EXERCISE OBJECTIVE: Starting at the line that contains "extern crate alloc;" and ending at the line that contains "pub use error::VmError;", the lines below are to be given again exactly, with nothing added.

-- EXTRACTED INFORMATION follows --

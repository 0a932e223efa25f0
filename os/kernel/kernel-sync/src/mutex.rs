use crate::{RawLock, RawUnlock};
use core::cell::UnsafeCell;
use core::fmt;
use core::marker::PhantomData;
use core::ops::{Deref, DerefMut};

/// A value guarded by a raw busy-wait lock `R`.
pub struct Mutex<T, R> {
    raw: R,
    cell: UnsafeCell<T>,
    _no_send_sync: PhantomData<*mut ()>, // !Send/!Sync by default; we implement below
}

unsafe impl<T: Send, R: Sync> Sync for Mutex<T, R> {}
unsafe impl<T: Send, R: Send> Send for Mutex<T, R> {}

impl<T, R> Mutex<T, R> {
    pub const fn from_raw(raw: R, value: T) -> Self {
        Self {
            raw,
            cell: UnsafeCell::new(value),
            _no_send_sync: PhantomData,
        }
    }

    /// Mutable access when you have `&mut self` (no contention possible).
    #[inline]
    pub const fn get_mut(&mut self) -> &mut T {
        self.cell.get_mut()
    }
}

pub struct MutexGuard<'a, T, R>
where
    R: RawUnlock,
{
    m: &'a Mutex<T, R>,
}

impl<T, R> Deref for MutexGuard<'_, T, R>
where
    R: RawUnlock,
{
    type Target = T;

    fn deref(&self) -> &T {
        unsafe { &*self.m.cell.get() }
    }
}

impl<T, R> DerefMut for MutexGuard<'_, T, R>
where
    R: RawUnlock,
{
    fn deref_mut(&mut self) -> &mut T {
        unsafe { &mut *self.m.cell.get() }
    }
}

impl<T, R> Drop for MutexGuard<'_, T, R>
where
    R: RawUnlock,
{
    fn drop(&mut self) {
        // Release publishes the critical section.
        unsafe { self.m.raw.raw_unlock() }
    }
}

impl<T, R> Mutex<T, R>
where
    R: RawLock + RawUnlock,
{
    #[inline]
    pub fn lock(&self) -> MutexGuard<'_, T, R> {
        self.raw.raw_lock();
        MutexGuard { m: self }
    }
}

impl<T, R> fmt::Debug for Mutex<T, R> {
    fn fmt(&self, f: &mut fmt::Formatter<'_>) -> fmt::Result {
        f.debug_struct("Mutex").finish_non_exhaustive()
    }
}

-- EXTRACTED INFORMATION concluded --
-- EXTRACTED INFORMATION follows --

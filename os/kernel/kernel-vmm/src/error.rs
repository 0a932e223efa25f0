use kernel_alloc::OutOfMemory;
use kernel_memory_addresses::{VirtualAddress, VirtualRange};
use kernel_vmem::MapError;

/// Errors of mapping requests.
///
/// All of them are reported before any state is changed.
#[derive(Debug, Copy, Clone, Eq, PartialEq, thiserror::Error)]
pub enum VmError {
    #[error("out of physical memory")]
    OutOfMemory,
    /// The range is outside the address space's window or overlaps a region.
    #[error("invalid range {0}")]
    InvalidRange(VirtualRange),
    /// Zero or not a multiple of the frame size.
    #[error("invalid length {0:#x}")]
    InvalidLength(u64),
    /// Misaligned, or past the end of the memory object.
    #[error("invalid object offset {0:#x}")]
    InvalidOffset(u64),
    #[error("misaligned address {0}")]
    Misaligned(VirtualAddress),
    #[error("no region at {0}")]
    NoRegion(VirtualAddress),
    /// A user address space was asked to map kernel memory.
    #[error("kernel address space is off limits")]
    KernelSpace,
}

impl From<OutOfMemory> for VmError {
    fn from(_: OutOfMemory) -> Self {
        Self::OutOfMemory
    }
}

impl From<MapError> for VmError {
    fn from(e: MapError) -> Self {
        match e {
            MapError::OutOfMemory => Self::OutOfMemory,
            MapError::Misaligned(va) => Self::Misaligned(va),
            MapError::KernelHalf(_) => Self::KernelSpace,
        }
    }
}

-- EXTRACTED INFORMATION concluded --
-- EXTRACTED INFORMATION follows --

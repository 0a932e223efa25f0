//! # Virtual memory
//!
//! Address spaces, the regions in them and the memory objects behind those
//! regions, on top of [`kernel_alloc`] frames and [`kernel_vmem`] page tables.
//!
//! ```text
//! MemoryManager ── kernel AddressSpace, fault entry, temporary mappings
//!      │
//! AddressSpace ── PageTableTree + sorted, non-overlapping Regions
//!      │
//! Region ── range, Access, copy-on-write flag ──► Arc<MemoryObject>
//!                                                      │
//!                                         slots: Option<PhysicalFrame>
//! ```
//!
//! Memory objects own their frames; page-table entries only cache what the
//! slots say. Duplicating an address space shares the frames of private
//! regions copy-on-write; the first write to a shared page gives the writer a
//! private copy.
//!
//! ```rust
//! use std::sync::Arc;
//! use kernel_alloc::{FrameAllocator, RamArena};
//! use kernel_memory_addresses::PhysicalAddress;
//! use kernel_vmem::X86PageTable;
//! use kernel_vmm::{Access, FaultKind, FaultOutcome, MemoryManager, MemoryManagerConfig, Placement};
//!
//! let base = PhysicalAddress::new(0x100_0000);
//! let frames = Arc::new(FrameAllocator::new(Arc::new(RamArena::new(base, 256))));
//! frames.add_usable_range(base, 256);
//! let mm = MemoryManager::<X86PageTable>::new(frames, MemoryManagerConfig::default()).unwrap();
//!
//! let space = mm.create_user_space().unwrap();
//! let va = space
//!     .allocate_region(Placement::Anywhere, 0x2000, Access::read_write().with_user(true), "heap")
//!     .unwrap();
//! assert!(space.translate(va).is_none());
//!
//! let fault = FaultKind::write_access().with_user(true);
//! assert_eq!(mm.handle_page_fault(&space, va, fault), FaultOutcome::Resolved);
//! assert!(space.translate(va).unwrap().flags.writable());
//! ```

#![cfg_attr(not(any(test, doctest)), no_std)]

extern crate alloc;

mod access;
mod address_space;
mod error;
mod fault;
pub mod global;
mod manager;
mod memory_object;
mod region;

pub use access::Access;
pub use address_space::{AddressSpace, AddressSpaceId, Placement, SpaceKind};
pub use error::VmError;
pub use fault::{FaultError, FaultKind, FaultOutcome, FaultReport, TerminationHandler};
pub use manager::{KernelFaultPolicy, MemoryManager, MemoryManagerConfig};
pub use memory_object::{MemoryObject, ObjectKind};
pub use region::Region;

-- EXTRACTED INFORMATION concluded --

COMPLETED TASK:
extern crate alloc;

mod access;
mod address_space;
mod error;
mod fault;
pub mod global;
mod manager;
mod memory_object;
mod region;

pub use access::Access;
pub use address_space::{AddressSpace, AddressSpaceId, Placement, SpaceKind};
pub use error::VmError;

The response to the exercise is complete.